6 The Superiority of the Subtraction Argument*

Since the relevantly open-minded person ought to accept (γ), given the validity of the subtraction argument* the relevantly open-minded person ought to accept the conclusion of the subtraction argument*. Clearly, the same kind of defence can be adopted by Efird and Stoneham to defend their argument from Paseau’s objection (except that it is not clear how they could modify the argument in the previous section that there must be a world with just one concretum* to make it an argument that there must be a world with just one concrete object). So both arguments are valid, and there seem to be reasons to believe in their premises. Metaphysical Nihilism is in good shape.

Given this parity between the arguments, the issue is, then, which argument is better. I think the subtraction argument* is better than Efird and Stoneham’s argument. I shall first consider their objections to the subtraction argument* and then explain my misgivings about their argument.

What do they find problematic with the subtraction argument*? Their main point seems to be that (γ) entails the existence of a world with a single concrete object and so does not allow for the existence of symbiotic objects, i.e. pairs of objects such that if one goes out of existence so does the other.15 But they think such objects should not be ruled out. Why? They think there are clear examples of such objects, namely mereological fusions of concrete objects (Efird and Stoneham 2005: 309).

But this objection leaves the subtraction argument* unscathed. First, what (γ) entails is not a world with a single concrete object but a world with a single concrete* object, since it is concrete* objects that (γ) talks about. And we have seen in section 5 that it can be argued, without presupposing (γ), that there is such a world. Some people might find repugnant the idea that there could have been just one concrete object (for instance those who believe that every concrete object must have concrete proper parts). But all the subtraction argument* commits one to is the idea that there could have been just one concrete* object. And this is not repugnant.
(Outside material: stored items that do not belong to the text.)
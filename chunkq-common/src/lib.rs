pub mod chunk_bitmap;
pub mod interface;
pub mod utils;

pub use chunk_bitmap::ChunkBitmap;
pub use interface::*;
pub use utils::{checksum, format_size};

/// 默认分块大小 10MB
pub const DEFAULT_CHUNK_SIZE: u64 = 10 * 1024 * 1024;

/// 默认队列名称
pub const DEFAULT_QUEUE_NAME: &str = "file-chunks";
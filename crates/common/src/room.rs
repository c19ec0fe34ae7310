//! Password protected sync rooms
//!
//! Every device that knows a room's id and password derives the same room key,
//! so no key ever has to travel with the room code. Derivation is expensive,
//! so derived keys are cached per room for a bounded time.

use std::collections::HashMap;
use std::sync::Arc;
use std::time::Duration;

use parking_lot::Mutex;
use sha2::{Digest, Sha256};
use tokio::time::Instant;

use crate::crypto::{derive_password_key, Sealed, Secret, SecretError, SALT_SIZE};
use crate::password::{evaluate_password_strength, PasswordStrengthResult};

/// Domain separation for room key salts
const ROOM_SALT_CONTEXT: &[u8] = b"tandem-room-v1";

/// How long a derived room key stays cached unless configured otherwise
pub const DEFAULT_ROOM_KEY_TTL: Duration = Duration::from_secs(900);

#[derive(Debug, thiserror::Error)]
pub enum RoomError {
    #[error("room error: {0}")]
    Default(#[from] anyhow::Error),
    #[error("room password is too weak ({})", .0.level)]
    WeakPassword(PasswordStrengthResult),
    #[error("secret error: {0}")]
    Secret(#[from] SecretError),
}

/// Deterministic per-room salt: `SHA-256("tandem-room-v1" || room_id)[..16]`
pub fn room_salt(room_id: &str) -> [u8; SALT_SIZE] {
    let digest = Sha256::new()
        .chain_update(ROOM_SALT_CONTEXT)
        .chain_update(room_id.as_bytes())
        .finalize();
    let mut salt = [0u8; SALT_SIZE];
    salt.copy_from_slice(&digest[..SALT_SIZE]);
    salt
}

fn password_digest(room_id: &str, password: &str) -> [u8; 32] {
    Sha256::new()
        .chain_update(room_id.as_bytes())
        .chain_update([0u8])
        .chain_update(password.as_bytes())
        .finalize()
        .into()
}

struct CachedRoomKey {
    key: Arc<Secret<Sealed>>,
    password_digest: [u8; 32],
    expires_at: Instant,
}

/// Derives room keys and caches them for a fixed time to live
pub struct RoomKeyring {
    ttl: Duration,
    cache: Mutex<HashMap<String, CachedRoomKey>>,
}

impl std::fmt::Debug for RoomKeyring {
    fn fmt(&self, f: &mut std::fmt::Formatter<'_>) -> std::fmt::Result {
        f.debug_struct("RoomKeyring")
            .field("ttl", &self.ttl)
            .field("cached", &self.cache.lock().len())
            .finish()
    }
}

impl Default for RoomKeyring {
    fn default() -> Self {
        Self::new(DEFAULT_ROOM_KEY_TTL)
    }
}

impl RoomKeyring {
    pub fn new(ttl: Duration) -> Self {
        Self {
            ttl,
            cache: Mutex::new(HashMap::new()),
        }
    }

    pub fn ttl(&self) -> Duration {
        self.ttl
    }

    /// The key for `room_id` under `password`
    ///
    /// Passwords that do not meet the minimum strength are refused before
    ///  any derivation happens.
    pub async fn room_key(
        &self,
        room_id: &str,
        password: &str,
    ) -> Result<Arc<Secret<Sealed>>, RoomError> {
        let evaluation = evaluate_password_strength(password);
        if !evaluation.meets_minimum {
            return Err(RoomError::WeakPassword(evaluation));
        }

        let digest = password_digest(room_id, password);
        if let Some(key) = self.cached(room_id, &digest) {
            return Ok(key);
        }

        let key = Arc::new(derive_password_key(password, &room_salt(room_id)).await?);
        self.cache.lock().insert(
            room_id.to_string(),
            CachedRoomKey {
                key: key.clone(),
                password_digest: digest,
                expires_at: Instant::now() + self.ttl,
            },
        );
        tracing::debug!("cached room key for {}", room_id);
        Ok(key)
    }

    fn cached(&self, room_id: &str, digest: &[u8; 32]) -> Option<Arc<Secret<Sealed>>> {
        let mut cache = self.cache.lock();
        let entry = cache.get(room_id)?;
        if entry.expires_at <= Instant::now() {
            cache.remove(room_id);
            tracing::debug!("room key for {} expired", room_id);
            return None;
        }
        if &entry.password_digest != digest {
            return None;
        }
        Some(entry.key.clone())
    }

    /// Drop every expired key, returning how many were dropped
    pub fn evict_expired(&self) -> usize {
        let now = Instant::now();
        let mut cache = self.cache.lock();
        let before = cache.len();
        cache.retain(|_, entry| entry.expires_at > now);
        let evicted = before - cache.len();
        if evicted > 0 {
            tracing::debug!("evicted {} expired room keys", evicted);
        }
        evicted
    }

    /// Forget the key for one room, e.g. on leaving it
    pub fn forget(&self, room_id: &str) -> bool {
        self.cache.lock().remove(room_id).is_some()
    }

    pub fn clear(&self) {
        self.cache.lock().clear();
    }

    /// Number of cached keys, expired ones not yet evicted included
    pub fn len(&self) -> usize {
        self.cache.lock().len()
    }

    pub fn is_empty(&self) -> bool {
        self.len() == 0
    }
}
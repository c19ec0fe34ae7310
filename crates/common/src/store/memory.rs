use async_trait::async_trait;
use serde_json::Value;
use std::collections::BTreeMap;
use std::sync::{Arc, RwLock};

use super::provider::{StoreError, SyncStore};

/// In-memory sync store, mostly for tests and the CLI
#[derive(Debug, Clone, Default)]
pub struct MemorySyncStore {
    inner: Arc<RwLock<BTreeMap<String, Value>>>,
}

#[derive(thiserror::Error, Debug, Clone, PartialEq, Eq)]
pub enum MemorySyncStoreError {
    #[error("memory store error: {0}")]
    Internal(String),
}

impl MemorySyncStore {
    pub fn new() -> Self {
        Self::default()
    }

    /// Number of stored entries
    pub fn len(&self) -> usize {
        self.inner.read().map(|inner| inner.len()).unwrap_or(0)
    }

    pub fn is_empty(&self) -> bool {
        self.len() == 0
    }
}

fn lock_error<E: std::fmt::Display>(e: E) -> StoreError<MemorySyncStoreError> {
    StoreError::Provider(MemorySyncStoreError::Internal(format!(
        "failed to acquire lock: {}",
        e
    )))
}

#[async_trait]
impl SyncStore for MemorySyncStore {
    type Error = MemorySyncStoreError;

    async fn get(&self, id: &str) -> Result<Option<Value>, StoreError<Self::Error>> {
        let inner = self.inner.read().map_err(lock_error)?;
        Ok(inner.get(id).cloned())
    }

    async fn set(&self, id: &str, value: Value) -> Result<(), StoreError<Self::Error>> {
        let mut inner = self.inner.write().map_err(lock_error)?;
        inner.insert(id.to_string(), value);
        Ok(())
    }

    async fn delete(&self, id: &str) -> Result<bool, StoreError<Self::Error>> {
        let mut inner = self.inner.write().map_err(lock_error)?;
        Ok(inner.remove(id).is_some())
    }

    async fn values(&self) -> Result<Vec<Value>, StoreError<Self::Error>> {
        let inner = self.inner.read().map_err(lock_error)?;
        Ok(inner.values().cloned().collect())
    }
}
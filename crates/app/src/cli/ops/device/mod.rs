use clap::{Args, Subcommand};

pub mod register;
pub mod show;

use crate::cli::op::Op;

crate::command_enum! {
    (Register, register::Register),
    (Show, show::Show),
}

pub type DeviceCommand = Command;

#[derive(Args, Debug, Clone)]
pub struct Device {
    #[command(subcommand)]
    pub command: DeviceCommand,
}

#[async_trait::async_trait]
impl Op for Device {
    type Error = OpError;
    type Output = OpOutput;

    async fn execute(&self, ctx: &crate::cli::op::OpContext) -> Result<Self::Output, Self::Error> {
        self.command.execute(ctx).await
    }
}
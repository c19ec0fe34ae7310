use std::time::Duration;

use base64::{engine::general_purpose::STANDARD, Engine};
use clap::{Args, Subcommand};

use common::crypto::{SecretError, NONCE_SIZE};
use common::room::{RoomError, RoomKeyring, DEFAULT_ROOM_KEY_TTL};

use crate::cli::op::{Op, OpContext};

crate::command_enum! {
    (Seal, Seal),
    (Open, Open),
}

pub type RoomCommand = Command;

/// Encrypt and decrypt with a password protected room key
#[derive(Args, Debug, Clone)]
pub struct Room {
    #[command(subcommand)]
    pub command: RoomCommand,
}

#[async_trait::async_trait]
impl Op for Room {
    type Error = OpError;
    type Output = OpOutput;

    async fn execute(&self, ctx: &OpContext) -> Result<Self::Output, Self::Error> {
        self.command.execute(ctx).await
    }
}

#[derive(Debug, thiserror::Error)]
pub enum RoomOpError {
    #[error("room error: {0}")]
    Room(#[from] RoomError),
    #[error("crypto error: {0}")]
    Secret(#[from] SecretError),
    #[error("sealed message is not valid base64")]
    Encoding,
    #[error("sealed message is too short")]
    Truncated,
    #[error("wrong room password or corrupted message")]
    Decrypt,
    #[error("message is not valid UTF-8")]
    Utf8,
}

/// A keyring honoring the configured TTL, or the default outside a state directory
fn keyring(ctx: &OpContext) -> RoomKeyring {
    let ttl = ctx
        .state()
        .map(|state| Duration::from_secs(state.config.room_key_ttl_secs))
        .unwrap_or(DEFAULT_ROOM_KEY_TTL);
    RoomKeyring::new(ttl)
}

/// Encrypt a message for everyone holding the room password
#[derive(Args, Debug, Clone)]
pub struct Seal {
    /// Room the message belongs to
    pub room_id: String,

    /// Plaintext message
    pub message: String,

    /// Room password
    #[arg(long, env = "TANDEM_ROOM_PASSWORD", hide_env_values = true)]
    pub password: String,
}

#[async_trait::async_trait]
impl Op for Seal {
    type Error = RoomOpError;
    type Output = String;

    async fn execute(&self, ctx: &OpContext) -> Result<Self::Output, Self::Error> {
        let key = keyring(ctx).room_key(&self.room_id, &self.password).await?;
        let sealed = key.encrypt(self.message.as_bytes())?;

        let mut out = Vec::with_capacity(NONCE_SIZE + sealed.data.len());
        out.extend_from_slice(&sealed.nonce);
        out.extend_from_slice(&sealed.data);
        Ok(STANDARD.encode(out))
    }
}

/// Decrypt a message produced by `room seal`
#[derive(Args, Debug, Clone)]
pub struct Open {
    /// Room the message belongs to
    pub room_id: String,

    /// base64 nonce followed by ciphertext
    pub sealed: String,

    /// Room password
    #[arg(long, env = "TANDEM_ROOM_PASSWORD", hide_env_values = true)]
    pub password: String,
}

#[async_trait::async_trait]
impl Op for Open {
    type Error = RoomOpError;
    type Output = String;

    async fn execute(&self, ctx: &OpContext) -> Result<Self::Output, Self::Error> {
        let raw = STANDARD
            .decode(self.sealed.trim())
            .map_err(|_| RoomOpError::Encoding)?;
        if raw.len() <= NONCE_SIZE {
            return Err(RoomOpError::Truncated);
        }
        let (nonce, data) = raw.split_at(NONCE_SIZE);

        let key = keyring(ctx).room_key(&self.room_id, &self.password).await?;
        let plaintext = key.decrypt(data, nonce).map_err(|e| match e {
            SecretError::Decrypt => RoomOpError::Decrypt,
            other => RoomOpError::Secret(other),
        })?;

        String::from_utf8(plaintext.to_vec()).map_err(|_| RoomOpError::Utf8)
    }
}

#[cfg(test)]
mod tests {
    use super::*;

    const PASSWORD: &str = "Tr0ub4dor&3xyz!";

    #[tokio::test]
    async fn test_seal_then_open() {
        let ctx = OpContext::new(Some("/nonexistent/tandem".into()));
        let sealed = Seal {
            room_id: "room-1".to_string(),
            message: "meet at noon".to_string(),
            password: PASSWORD.to_string(),
        }
        .execute(&ctx)
        .await
        .unwrap();

        let opened = Open {
            room_id: "room-1".to_string(),
            sealed: sealed.clone(),
            password: PASSWORD.to_string(),
        }
        .execute(&ctx)
        .await
        .unwrap();
        assert_eq!(opened, "meet at noon");

        let wrong_room = Open {
            room_id: "room-2".to_string(),
            sealed,
            password: PASSWORD.to_string(),
        }
        .execute(&ctx)
        .await;
        assert!(matches!(wrong_room, Err(RoomOpError::Decrypt)));
    }

    #[tokio::test]
    async fn test_weak_password_refused() {
        let ctx = OpContext::default();
        let result = Seal {
            room_id: "room".to_string(),
            message: "hi".to_string(),
            password: "password".to_string(),
        }
        .execute(&ctx)
        .await;
        assert!(matches!(result, Err(RoomOpError::Room(RoomError::WeakPassword(_)))));
    }

    #[tokio::test]
    async fn test_open_rejects_garbage() {
        let ctx = OpContext::default();
        let open = |sealed: &str| Open {
            room_id: "room".to_string(),
            sealed: sealed.to_string(),
            password: PASSWORD.to_string(),
        };
        assert!(matches!(
            open("not base64!").execute(&ctx).await,
            Err(RoomOpError::Encoding)
        ));
        assert!(matches!(
            open("AAAA").execute(&ctx).await,
            Err(RoomOpError::Truncated)
        ));
    }
}
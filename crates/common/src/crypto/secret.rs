//! Content encryption using AES-256-GCM
//!
//! A `Secret` is a 256-bit AES-GCM key. Every call to [`Secret::encrypt`] draws
//! a fresh random 96-bit nonce from the OS, so the same plaintext never
//! produces the same ciphertext twice and a nonce is never reused under a key.
//!
//! The ciphertext keeps the 16-byte authentication tag appended, so values
//! written here can be read by any other AES-GCM implementation given the key
//! and nonce.

use std::fmt;
use std::marker::PhantomData;

use aes_gcm::aead::consts::U12;
use aes_gcm::aead::{Aead, KeyInit};
use aes_gcm::{Aes256Gcm, Key, Nonce};
use zeroize::Zeroizing;

/// Size of an AES-256 key in bytes
pub const SECRET_SIZE: usize = 32;
/// Size of an AES-GCM nonce in bytes (96 bits)
pub const NONCE_SIZE: usize = 12;
/// Size of the AES-GCM authentication tag appended to every ciphertext
pub const TAG_SIZE: usize = 16;

/// Errors that can occur during encryption/decryption
#[derive(Debug, thiserror::Error)]
pub enum SecretError {
    #[error("secret error: {0}")]
    Default(#[from] anyhow::Error),
    #[error("invalid secret size, expected {SECRET_SIZE}, got {0}")]
    InvalidSize(usize),
    #[error("invalid nonce size, expected {NONCE_SIZE}, got {0}")]
    InvalidNonce(usize),
    #[error("secure random source unavailable")]
    Rng,
    /// Tag mismatch. A wrong key and tampered data are indistinguishable.
    #[error("invalid password or corrupted data")]
    Decrypt,
}

mod private {
    pub trait Token {}
}

/// Marks what a [`Secret`] is allowed to do with its key bytes
pub trait Capability: private::Token + Send + Sync + 'static {
    const NAME: &'static str;
}

/// The key may be exported raw, e.g. to wrap it for a peer
pub enum Exportable {}

/// The key never leaves the process
pub enum Sealed {}

impl private::Token for Exportable {}
impl private::Token for Sealed {}

impl Capability for Exportable {
    const NAME: &'static str = "exportable";
}

impl Capability for Sealed {
    const NAME: &'static str = "sealed";
}

/// AES-GCM output together with the nonce it was produced under
#[derive(Debug, Clone, PartialEq, Eq)]
pub struct Ciphertext {
    /// Encrypted bytes with the authentication tag appended
    pub data: Vec<u8>,
    pub nonce: [u8; NONCE_SIZE],
}

/// A 256-bit AES-GCM key, zeroized on drop
///
/// # Examples
///
/// ```ignore
/// let key = Secret::<Exportable>::generate()?;
/// let sealed = key.encrypt(b"sensitive data")?;
/// let plaintext = key.decrypt(&sealed.data, &sealed.nonce)?;
/// assert_eq!(&plaintext[..], b"sensitive data");
/// ```
pub struct Secret<C: Capability = Sealed> {
    bytes: Zeroizing<[u8; SECRET_SIZE]>,
    _capability: PhantomData<fn() -> C>,
}

impl<C: Capability> Clone for Secret<C> {
    fn clone(&self) -> Self {
        Self::from_bytes(*self.bytes)
    }
}

impl<C: Capability> fmt::Debug for Secret<C> {
    fn fmt(&self, f: &mut fmt::Formatter<'_>) -> fmt::Result {
        write!(f, "Secret<{}>(..)", C::NAME)
    }
}

impl<C: Capability> Secret<C> {
    pub(crate) fn from_bytes(bytes: [u8; SECRET_SIZE]) -> Self {
        Self {
            bytes: Zeroizing::new(bytes),
            _capability: PhantomData,
        }
    }

    pub(crate) fn from_slice(data: &[u8]) -> Result<Self, SecretError> {
        if data.len() != SECRET_SIZE {
            return Err(SecretError::InvalidSize(data.len()));
        }
        let mut buff = [0u8; SECRET_SIZE];
        buff.copy_from_slice(data);
        let secret = Self::from_bytes(buff);
        buff.iter_mut().for_each(|b| *b = 0);
        Ok(secret)
    }

    /// Generate a new random key using the OS random source
    pub fn generate() -> Result<Self, SecretError> {
        let bytes = Zeroizing::new(super::random_bytes::<SECRET_SIZE>()?);
        Ok(Self::from_bytes(*bytes))
    }

    fn cipher(&self) -> Aes256Gcm {
        Aes256Gcm::new(Key::<Aes256Gcm>::from_slice(&self.bytes[..]))
    }

    /// Encrypt `plaintext` under a freshly generated nonce
    pub fn encrypt(&self, plaintext: &[u8]) -> Result<Ciphertext, SecretError> {
        let nonce_bytes = super::random_bytes::<NONCE_SIZE>()?;
        let nonce = Nonce::<U12>::from_slice(&nonce_bytes);
        let data = self
            .cipher()
            .encrypt(nonce, plaintext)
            .map_err(|_| anyhow::anyhow!("encrypt error"))?;

        Ok(Ciphertext {
            data,
            nonce: nonce_bytes,
        })
    }

    /// Decrypt and authenticate `data` produced under `nonce`
    ///
    /// # Errors
    ///
    /// Returns [`SecretError::InvalidNonce`] for a nonce that is not 12 bytes and
    /// [`SecretError::Decrypt`] when the tag does not verify.
    pub fn decrypt(&self, data: &[u8], nonce: &[u8]) -> Result<Zeroizing<Vec<u8>>, SecretError> {
        if nonce.len() != NONCE_SIZE {
            return Err(SecretError::InvalidNonce(nonce.len()));
        }
        let nonce = Nonce::<U12>::from_slice(nonce);
        let plaintext = self
            .cipher()
            .decrypt(nonce, data)
            .map_err(|_| SecretError::Decrypt)?;
        Ok(Zeroizing::new(plaintext))
    }
}

impl Secret<Exportable> {
    /// Import raw key bytes, e.g. a workspace key unwrapped from a peer
    pub fn import_raw(data: &[u8]) -> Result<Self, SecretError> {
        Self::from_slice(data)
    }

    /// Export the raw key bytes
    pub fn export_raw(&self) -> Zeroizing<[u8; SECRET_SIZE]> {
        Zeroizing::new(*self.bytes)
    }

    /// Drop the ability to export this key
    pub fn seal(self) -> Secret<Sealed> {
        Secret::from_bytes(*self.bytes)
    }
}

#[cfg(test)]
mod test {
    use super::*;

    #[test]
    fn test_secret_encrypt_decrypt() {
        let secret = Secret::<Sealed>::generate().unwrap();
        let data = b"hello world, this is a test message for encryption";

        let encrypted = secret.encrypt(data).unwrap();
        assert_eq!(encrypted.data.len(), data.len() + TAG_SIZE);

        let decrypted = secret.decrypt(&encrypted.data, &encrypted.nonce).unwrap();
        assert_eq!(data.as_slice(), decrypted.as_slice());
    }

    #[test]
    fn test_fresh_nonce_per_encryption() {
        let secret = Secret::<Sealed>::generate().unwrap();
        let a = secret.encrypt(b"same").unwrap();
        let b = secret.encrypt(b"same").unwrap();
        assert_ne!(a.nonce, b.nonce);
        assert_ne!(a.data, b.data);
    }

    #[test]
    fn test_wrong_key_fails() {
        let secret = Secret::<Sealed>::generate().unwrap();
        let other = Secret::<Sealed>::generate().unwrap();
        let encrypted = secret.encrypt(b"data").unwrap();
        let result = other.decrypt(&encrypted.data, &encrypted.nonce);
        assert!(matches!(result, Err(SecretError::Decrypt)));
    }

    #[test]
    fn test_tampered_ciphertext_fails() {
        let secret = Secret::<Sealed>::generate().unwrap();
        let mut encrypted = secret.encrypt(b"integrity check").unwrap();
        encrypted.data[3] ^= 0xFF;
        assert!(secret.decrypt(&encrypted.data, &encrypted.nonce).is_err());
    }

    #[test]
    fn test_nonce_size_validation() {
        let secret = Secret::<Sealed>::generate().unwrap();
        let encrypted = secret.encrypt(b"data").unwrap();
        let result = secret.decrypt(&encrypted.data, &encrypted.nonce[..8]);
        assert!(matches!(result, Err(SecretError::InvalidNonce(8))));
    }

    #[test]
    fn test_secret_size_validation() {
        assert!(Secret::<Exportable>::import_raw(&[1u8; 16]).is_err());
        assert!(Secret::<Exportable>::import_raw(&[1u8; 64]).is_err());
        assert!(Secret::<Exportable>::import_raw(&[1u8; SECRET_SIZE]).is_ok());
    }

    #[test]
    fn test_export_import_and_seal() {
        let key = Secret::<Exportable>::generate().unwrap();
        let raw = key.export_raw();
        let imported = Secret::<Exportable>::import_raw(raw.as_ref()).unwrap();

        let encrypted = key.encrypt(b"workspace data").unwrap();
        let sealed = imported.seal();
        let decrypted = sealed.decrypt(&encrypted.data, &encrypted.nonce).unwrap();
        assert_eq!(decrypted.as_slice(), b"workspace data");
    }

    #[test]
    fn test_debug_redacts_key() {
        let key = Secret::<Sealed>::generate().unwrap();
        assert_eq!(format!("{:?}", key), "Secret<sealed>(..)");
    }
}
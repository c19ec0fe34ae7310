use clap::Args;

use crate::state::{AppConfig, AppState};

#[derive(Args, Debug, Clone)]
pub struct Init {
    /// Name to register this device under (defaults to a detected name)
    #[arg(long)]
    pub device_name: Option<String>,

    /// Default log level (trace, debug, info, warn, error)
    #[arg(long, default_value = "info")]
    pub log_level: String,

    /// Seconds a derived room key stays cached
    #[arg(long, default_value_t = 900)]
    pub room_key_ttl: u64,
}

#[derive(Debug, thiserror::Error)]
pub enum InitError {
    #[error("init failed: {0}")]
    StateFailed(#[from] crate::state::StateError),
}

#[async_trait::async_trait]
impl crate::cli::op::Op for Init {
    type Error = InitError;
    type Output = String;

    async fn execute(&self, ctx: &crate::cli::op::OpContext) -> Result<Self::Output, Self::Error> {
        let config = AppConfig {
            log_level: self.log_level.clone(),
            device_name: self.device_name.clone(),
            room_key_ttl_secs: self.room_key_ttl,
        };

        let state = AppState::init(ctx.config_path.clone(), Some(config))?;

        let output = format!(
            "Initialized tandem directory at: {}\n\
             - Config: {}\n\
             - Device name: {}\n\
             - Log level: {}\n\
             - Room key TTL: {}s",
            state.tandem_dir.display(),
            state.config_path.display(),
            state.config.device_name.as_deref().unwrap_or("(detected)"),
            state.config.log_level,
            state.config.room_key_ttl_secs,
        );

        Ok(output)
    }
}
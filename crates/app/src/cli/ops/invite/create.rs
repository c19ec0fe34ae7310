use clap::Args;

use common::exchange::{generate_key_exchange_key_pair, ExchangeError, RoomInvite};
use common::identity::{import_identity, IdentityError};

use crate::state::StateError;

/// Print a room code carrying a fresh exchange key
#[derive(Args, Debug, Clone)]
pub struct Create {
    /// Vouch for the exchange key with the stored identity
    #[arg(long)]
    pub sign: bool,

    /// Identity backup password, required with --sign
    #[arg(long, env = "TANDEM_PASSWORD", hide_env_values = true)]
    pub password: Option<String>,
}

#[derive(Debug, thiserror::Error)]
pub enum InviteCreateError {
    #[error("state error: {0}")]
    State(#[from] StateError),
    #[error("identity error: {0}")]
    Identity(#[from] IdentityError),
    #[error("exchange error: {0}")]
    Exchange(#[from] ExchangeError),
    #[error("--sign needs the identity password (--password or TANDEM_PASSWORD)")]
    MissingPassword,
}

#[async_trait::async_trait]
impl crate::cli::op::Op for Create {
    type Error = InviteCreateError;
    type Output = String;

    async fn execute(&self, ctx: &crate::cli::op::OpContext) -> Result<Self::Output, Self::Error> {
        // The exchange keypair only lives for this session
        let pair = generate_key_exchange_key_pair();

        let invite = if self.sign {
            let password = self
                .password
                .as_deref()
                .ok_or(InviteCreateError::MissingPassword)?;
            let state = ctx.state()?;
            let identity = import_identity(&state.load_backup()?, password).await?;
            RoomInvite::signed(&identity, pair.public_key)
        } else {
            RoomInvite::new(pair.public_key)
        };

        let code = invite.encode()?;
        tracing::debug!("created invite for session {}", invite.session_id);

        Ok(format!(
            "Session: {}\nSigned: {}\nCode: {}",
            invite.session_id,
            if invite.assertion.is_some() { "yes" } else { "no" },
            code,
        ))
    }
}
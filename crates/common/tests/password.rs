//! Integration tests for password strength scoring

use common::password::{
    detect_patterns, estimate_entropy, evaluate_password_strength, PasswordPattern, StrengthLevel,
    MIN_PASSWORD_SCORE,
};

#[test]
fn test_documented_examples() {
    let weak = evaluate_password_strength("aaaaaaaaaaaa");
    assert!(weak.score <= 1);
    assert!(!weak.meets_minimum);

    let strong = evaluate_password_strength("Tr0ub4dor&3xyz!");
    assert_eq!(strong.score, 3);
    assert_eq!(strong.level, StrengthLevel::Strong);
    assert!(strong.meets_minimum);
    assert_eq!(strong.feedback, vec!["Avoid sequential characters (abc, 123)".to_string()]);
}

#[test]
fn test_entropy_monotonic_for_fixed_composition() {
    for base in ["a", "aZ", "aZ9", "aZ9#"] {
        let mut previous = estimate_entropy("");
        assert_eq!(previous, 0);
        for n in 1..=32 {
            let entropy = estimate_entropy(&base.repeat(n));
            assert!(entropy >= previous, "{} x{}", base, n);
            previous = entropy;
        }
    }
}

#[test]
fn test_levels_follow_score() {
    for password in ["", "abc", "abcdefgh", "Correct-Horse-42", "xQ7!mK2#vL9$pR4&"] {
        let result = evaluate_password_strength(password);
        assert!(result.score <= 4);
        assert_eq!(result.level, StrengthLevel::from_score(result.score));
        assert_eq!(result.meets_minimum, result.score >= MIN_PASSWORD_SCORE);
    }
}

#[test]
fn test_pattern_penalty_counts_each_category_once() {
    assert_eq!(
        detect_patterns("aaa-bbb-123-456"),
        vec![PasswordPattern::Repeated, PasswordPattern::Sequential]
    );

    // same composition and length, one with a run and one without
    let clean = evaluate_password_strength("Kq8#Lz2!Wm5$");
    let run = evaluate_password_strength("Kq8#Lz2!Wabc");
    assert!(run.score < clean.score);
}

#[test]
fn test_feedback_for_short_lowercase() {
    let result = evaluate_password_strength("hello");
    assert_eq!(result.level, StrengthLevel::VeryWeak);
    assert!(result.feedback.contains(&"Use at least 12 characters".to_string()));
    assert!(result
        .feedback
        .contains(&"Mix uppercase and lowercase letters".to_string()));
    assert!(result.feedback.contains(&"Add numbers".to_string()));
    assert!(result.feedback.contains(&"Add symbols".to_string()));
}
Second, (γ) and the subtraction argument* are consistent with symbiotic objects such as mereological fusions of concrete objects. For a mereological fusion of concrete objects is either a concrete, non-set-constituted, maximal occupant of a connected spatiotemporal region, or it is not. If it is, then it is a concrete* object, and so it is consistent with (γ) that its nonexistence entails the nonexistence of its parts, which although concrete are not concrete*. If it is not, then it is not a concrete* object, and so (γ) does not require that its nonexistence does not entail that of any other object.

Efird and Stoneham make other points against (γ), for instance that it is overly complicated. They think the argument can be simplified if one replaces (γ) with (B) (2005: 308–9). I do not think this objection has much weight, but in any case I shall argue below that (B) has serious problems, and these problems more than compensate for whatever advantage (B) gets from being simpler than (γ).

A more substantive point they make is that by restricting the application of the argument to concrete* objects, it is no longer possible to appeal to unphilosophical intuition to support the premises of the argument. Yet they do not argue for this substantive unobvious claim. But the only philosophical concept in the definition of concrete* object is that of a concrete object, a concept about which they think one can have unphilosophical intuitions.16

So the subtraction argument* has not been undermined by Efird and Stoneham’s objections. I think, however, that their argument presents some serious problems, which arise from their conception of a concrete object.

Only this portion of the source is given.